Spore wyzwania przed sektorem finansowym

Firmy pośrednictwa finansowego są dla wielu banków i firm pożyczkowych istotnym kanałem dystrybucji przede wszystkim kredytów. To zarówno pojedynczy agenci, franczyzy w różnej postaci, integratorzy rynku i od niedawna platformy cyfrowe. Często mają lepszy kontakt z klientem niż banki, dają mu też większy wybór, etyka sprzedaży budzi jednak czasem wątpliwości.

Od półtora roku mamy do czynienia z boomem na polskim rynku kredytowym, dotyczącym zarówno finansowania mieszkań jak i zakupów konsumpcyjnych. Jak podaje Biuro Informacji Kredytowej w pierwszej połowie bieżącego roku sprzedaż kredytów mieszkaniowych była najwyższa od kilku lat zarówno pod względem liczbowym (wzrost o 7,8 proc. rok do roku) jak i wartościowym (wzrost aż 16,7 proc.). Od marca 2017 roku równie dynamicznie rosła liczba kredytów w segmencie konsumpcyjnym. W czerwcu 2018 r. 8,2 mln osób obsługiwało kredyt ratalny lub gotówkowy.
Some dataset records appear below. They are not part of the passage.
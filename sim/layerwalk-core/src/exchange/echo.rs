use super::{control_frame, EventKind, ExchangeEvent, Steps};
use crate::{
    address::AddressIdentity,
    builder::FrameBuilder,
    frame::IcmpHeader,
    protocol::TransportProtocol,
    rng::RandomSource,
};

/// Where an echo exchange stands.
#[derive(Debug, Clone, Copy, PartialEq, Eq, Hash)]
pub enum EchoState {
    Start,
    EchoRequestSent,
    /// Terminal
    EchoReplySent,
}

/// An ICMP echo request from the client and the server's reply. The reply
/// always carries back the request's identifier and sequence number.
#[derive(Debug, Clone)]
pub struct Echo<'a> {
    state: EchoState,
    client: &'a AddressIdentity,
    server: &'a AddressIdentity,
    link_destination: &'a str,
    request: IcmpHeader,
}

impl<'a> Echo<'a> {
    pub fn new(
        client: &'a AddressIdentity,
        server: &'a AddressIdentity,
        link_destination: &'a str,
    ) -> Self {
        Self {
            state: EchoState::Start,
            client,
            server,
            link_destination,
            request: IcmpHeader::default(),
        }
    }

    pub fn state(&self) -> EchoState {
        self.state
    }
}

impl Steps for Echo<'_> {
    fn advance(&mut self, rng: &mut dyn RandomSource) -> Option<ExchangeEvent> {
        let icmp = FrameBuilder::new(TransportProtocol::Icmp);
        match self.state {
            EchoState::Start => {
                let identifier = rng.next_u16();
                let sequence = rng.next_u16();
                self.request = IcmpHeader::echo_request(identifier, sequence);
                let built = control_frame(
                    icmp.icmp_header(self.request),
                    self.client,
                    self.server,
                    self.link_destination,
                );
                self.state = EchoState::EchoRequestSent;
                Some(ExchangeEvent::delivered(
                    EventKind::EchoRequestSent,
                    self.client,
                    self.server,
                    built,
                ))
            }

            EchoState::EchoRequestSent => {
                let built = control_frame(
                    icmp.icmp_header(self.request.reply()),
                    self.server,
                    self.client,
                    self.link_destination,
                );
                self.state = EchoState::EchoReplySent;
                Some(ExchangeEvent::delivered(
                    EventKind::EchoReplySent,
                    self.server,
                    self.client,
                    built,
                ))
            }

            EchoState::EchoReplySent => None,
        }
    }
}
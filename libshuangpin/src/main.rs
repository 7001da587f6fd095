use std::io::{self, Write};
use std::path::PathBuf;

use anyhow::{Context, Result};
use clap::Parser;
use tracing::Level;

use libshuangpin::{
    process_lines, DoublePinyinScheme, LineComposer, PinyinSource, ShuangpinConfig, StreamSummary,
};

#[derive(Parser)]
#[command(name = "shuangpin")]
#[command(about = "Reads from standard input and converts Chinese characters to Pinyin")]
#[command(version)]
struct Cli {
    /// Convert to Pinyin initials
    #[arg(long)]
    initials: bool,

    /// Convert to Xiaohe Shuangpin
    #[arg(long)]
    xiaohe: bool,

    /// Print only converted text, not original text
    #[arg(long)]
    only: bool,

    /// Print every reading of characters with several pronunciations
    #[arg(long)]
    heteronym: bool,

    /// Shuangpin key layout (implies --xiaohe)
    #[arg(long, value_enum)]
    scheme: Option<DoublePinyinScheme>,

    /// TOML config file; command line flags override it
    #[arg(short, long)]
    config: Option<PathBuf>,

    /// More log output on stderr (-v, -vv, -vvv)
    #[arg(short, long, action = clap::ArgAction::Count)]
    verbose: u8,
}

impl Cli {
    fn apply(&self, config: &mut ShuangpinConfig) {
        config.initials |= self.initials;
        config.xiaohe |= self.xiaohe;
        config.only |= self.only;
        config.heteronym |= self.heteronym;
        if let Some(scheme) = self.scheme {
            config.scheme = scheme;
            config.xiaohe = true;
        }
    }
}

fn init_tracing(verbose: u8) {
    let level = match verbose {
        0 => Level::WARN,
        1 => Level::INFO,
        2 => Level::DEBUG,
        _ => Level::TRACE,
    };
    tracing_subscriber::fmt()
        .with_max_level(level)
        .with_writer(io::stderr)
        .init();
}

fn report_read_error<W: Write>(summary: &StreamSummary, mut err: W) -> io::Result<()> {
    if let Some(e) = &summary.read_error {
        writeln!(err, "reading standard input: {}", e)?;
    }
    Ok(())
}

fn main() -> Result<()> {
    let cli = Cli::parse();
    init_tracing(cli.verbose);

    let mut config = match &cli.config {
        Some(path) => ShuangpinConfig::load_toml(path)
            .with_context(|| format!("failed to load config {}", path.display()))?,
        None => ShuangpinConfig::default(),
    };
    cli.apply(&mut config);
    tracing::info!(
        options = ?config.compose_options(),
        scheme = config.scheme_tables().name,
        "starting conversion"
    );

    let source = PinyinSource::new();
    let composer = LineComposer::new(&source, config.segmenter(), config.compose_options());

    let stdin = io::stdin();
    let stdout = io::stdout();
    let summary = process_lines(&composer, stdin.lock(), stdout.lock())
        .context("failed to write output")?;

    report_read_error(&summary, io::stderr().lock())?;
    tracing::info!(lines = summary.lines, "done");
    Ok(())
}

#[cfg(test)]
mod tests {
    use super::*;

    fn merged(args: &[&str], config: &str) -> ShuangpinConfig {
        let cli = Cli::try_parse_from(args.iter().copied()).unwrap();
        let mut cfg = ShuangpinConfig::from_toml_str(config).unwrap();
        cli.apply(&mut cfg);
        cfg
    }

    #[test]
    fn scheme_flag_selects_layout_and_enables_shuangpin() {
        let cfg = merged(&["shuangpin", "--scheme", "microsoft"], "");
        assert!(cfg.xiaohe);
        assert_eq!(cfg.scheme, DoublePinyinScheme::Microsoft);
        assert!(!cfg.initials && !cfg.only && !cfg.heteronym);
    }

    #[test]
    fn config_file_settings_survive_without_flags() {
        let cfg = merged(&["shuangpin"], "only = true\nscheme = \"microsoft\"\n");
        assert!(cfg.only);
        assert!(!cfg.xiaohe);
        assert_eq!(cfg.scheme, DoublePinyinScheme::Microsoft);
    }

    #[test]
    fn flags_switch_options_on_over_config() {
        let cfg = merged(&["shuangpin", "--initials", "--xiaohe", "--heteronym"], "only = true");
        assert!(cfg.initials && cfg.xiaohe && cfg.heteronym && cfg.only);
        let opts = cfg.compose_options();
        assert!(opts.initials && opts.xiaohe);
    }

    #[test]
    fn unknown_scheme_flag_is_rejected() {
        assert!(Cli::try_parse_from(["shuangpin", "--scheme", "ziranma"]).is_err());
    }

    #[test]
    fn read_error_is_reported_once() {
        let mut err = Vec::new();
        report_read_error(&StreamSummary::default(), &mut err).unwrap();
        assert!(err.is_empty());

        let summary = StreamSummary {
            lines: 3,
            read_error: Some(io::Error::new(io::ErrorKind::Other, "device gone")),
        };
        report_read_error(&summary, &mut err).unwrap();
        assert_eq!(String::from_utf8(err).unwrap(), "reading standard input: device gone\n");
    }

    #[test]
    fn verbosity_counts_repeated_flags() {
        let cli = Cli::try_parse_from(["shuangpin", "-vv", "-c", "cfg.toml"]).unwrap();
        assert_eq!(cli.verbose, 2);
        assert_eq!(cli.config, Some(PathBuf::from("cfg.toml")));
    }
}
W przypadku kredytów ratalnych liczba kredytobiorców wzrosła o 3 proc. a w gotówkowych półtora procent. Pod względem wartościowym wyniki robią większe znaczenie, bo kwota zadłużenia rosła znacznie szybciej niż liczba nowych kredytobiorców - w kredytach ratalnych i gotówkowych wzrost przekraczał 9 procent.

Reklama

Znaczenie uzupełniające

Wzrasta znaczenie pozabankowych firm pożyczkowych w finansowaniu kredytobiorców, którzy winni są im już ponad 4,3 mld złotych. Korzystają z nich często klienci posiadający już kilka bankowych zobowiązań i nie mogący liczyć na finansowe wsparcie tradycyjnych instytucji lub tacy, których interesują niewielkie kwoty dostępne natychmiast online, a średnia pożyczona kwota to 2,6 tys. złotych. Szkodowość pożyczek jest jednak nawet trzy razy wyższa niż kredytów bankowych, bo te uznane za stracone przekraczają pułap 10 procent, a najbardziej ryzykowne są pożyczki na wysokie kwoty oraz zaciągane przez osoby starsze, czyli odwrotnie niż w bankach. Jednak w porównaniu z bankami sektor pożyczkowy przeżywał prawdziwy boom pod względem liczby klientów, która wzrosła o prawie 30 proc., gdy banki zanotowały przyrost klientów o 0,3 proc. W wartościach bezwzględnych liczba aktualnych klientów firm pożyczkowych jest jednak dość skromna i wynosi ok. 550 tysięcy, dotyczy to jednak jedynie podmiotów korzystających z usług BIK.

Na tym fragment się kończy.